Common use of Indemnification; Exculpation Clause in Contracts

Indemnification; Exculpation. Borrower and each Guarantor shall pay and protect, defend and indemnify Lender and Lender’s employees, officers, directors, shareholders, affiliates, correspondents, agents and representatives (other than Lender, collectively “Agents”) against, and hold Lender and each such Agent harmless from, all claims, actions, proceedings, liabilities, damages, losses, expenses (including, without limitation, attorneys’ fees and costs) and other amounts incurred by Lender and each such Agent, arising from (i) the matters contemplated by this Agreement or any other Loan Documents, (ii) any dispute between Borrower and a third party, or (iii) any contention that Borrower has failed to comply with any law, rule, regulation, order or directive applicable to Borrower’s business; provided, however, that this indemnification shall not apply to any of the foregoing to the extent incurred as the result of Lender’s or any Agent’s gross negligence or willful misconduct.

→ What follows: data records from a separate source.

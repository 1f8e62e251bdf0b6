use crate::{
    domain::Fetcher,
    errors::{ActionError, FetchError, SyncError},
    fetch::file_name_from_url,
    reconciler::Reconcile,
};
use async_trait::async_trait;
use std::collections::HashSet;
use std::path::PathBuf;
use std::sync::Arc;
use tokio::fs;
use tracing;

/// Downloads every listed URL whose file is not yet in the output directory.
pub struct UrlDownload {
    url_list: PathBuf,
    output_dir: PathBuf,
    fetcher: Arc<dyn Fetcher>,
}

#[derive(Debug, Clone)]
pub struct RemoteFile {
    pub url: String,
    /// `None` when the URL path has no usable last segment.
    pub file_name: Option<String>,
}

impl UrlDownload {
    pub fn new(url_list: PathBuf, output_dir: PathBuf, fetcher: Arc<dyn Fetcher>) -> Self {
        Self { url_list, output_dir, fetcher }
    }
}

#[async_trait]
impl Reconcile for UrlDownload {
    type Item = RemoteFile;
    type Destination = HashSet<String>;

    fn label(&self) -> &'static str {
        "download"
    }

    async fn source(&self) -> Result<Vec<RemoteFile>, SyncError> {
        let contents = fs::read_to_string(&self.url_list)
            .await
            .map_err(|e| SyncError::enumeration(format!("URL list '{}'", self.url_list.display()), e))?;

        Ok(contents
            .lines()
            .map(str::trim)
            .filter(|line| !line.is_empty())
            .map(|url| RemoteFile {
                url: url.to_string(),
                file_name: file_name_from_url(url).ok(),
            })
            .collect())
    }

    async fn destination(&self) -> Result<HashSet<String>, SyncError> {
        let what = || format!("directory '{}'", self.output_dir.display());
        fs::create_dir_all(&self.output_dir)
            .await
            .map_err(|e| SyncError::enumeration(what(), e))?;

        let mut entries = fs::read_dir(&self.output_dir)
            .await
            .map_err(|e| SyncError::enumeration(what(), e))?;
        let mut present = HashSet::new();
        while let Some(entry) = entries
            .next_entry()
            .await
            .map_err(|e| SyncError::enumeration(what(), e))?
        {
            present.insert(entry.file_name().to_string_lossy().into_owned());
        }
        Ok(present)
    }

    fn key(&self, item: &RemoteFile) -> String {
        item.file_name.clone().unwrap_or_else(|| item.url.clone())
    }

    fn is_reconciled(&self, item: &RemoteFile, destination: &HashSet<String>) -> bool {
        item.file_name
            .as_ref()
            .is_some_and(|name| destination.contains(name))
    }

    async fn apply(&self, item: &RemoteFile) -> Result<(), ActionError> {
        let Some(file_name) = &item.file_name else {
            return Err(ActionError::new(&item.url, FetchError::NoFileName(item.url.clone())));
        };

        let bytes = self
            .fetcher
            .fetch(&item.url)
            .await
            .map_err(|e| ActionError::new(file_name, e))?;
        fs::write(self.output_dir.join(file_name), bytes)
            .await
            .map_err(|e| ActionError::new(file_name, e))?;

        tracing::info!(url = %item.url, "Downloaded {}", file_name);
        Ok(())
    }
}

For the avoidance of doubt, neither Lender, nor any of its directors, officers, employees, agents, attorneys or any other person affiliated with or representing Lender shall be liable for any claims, demands, losses or damages, of any kind whatsoever, made, claimed, incurred or suffered by Borrower or any other party through the ordinary negligence of Lender, or any of its directors, officers, employees, agents, attorneys or any other person affiliated with or representing Lender. This indemnification shall survive the payment and satisfaction of all of Borrower’s Obligations to Lender.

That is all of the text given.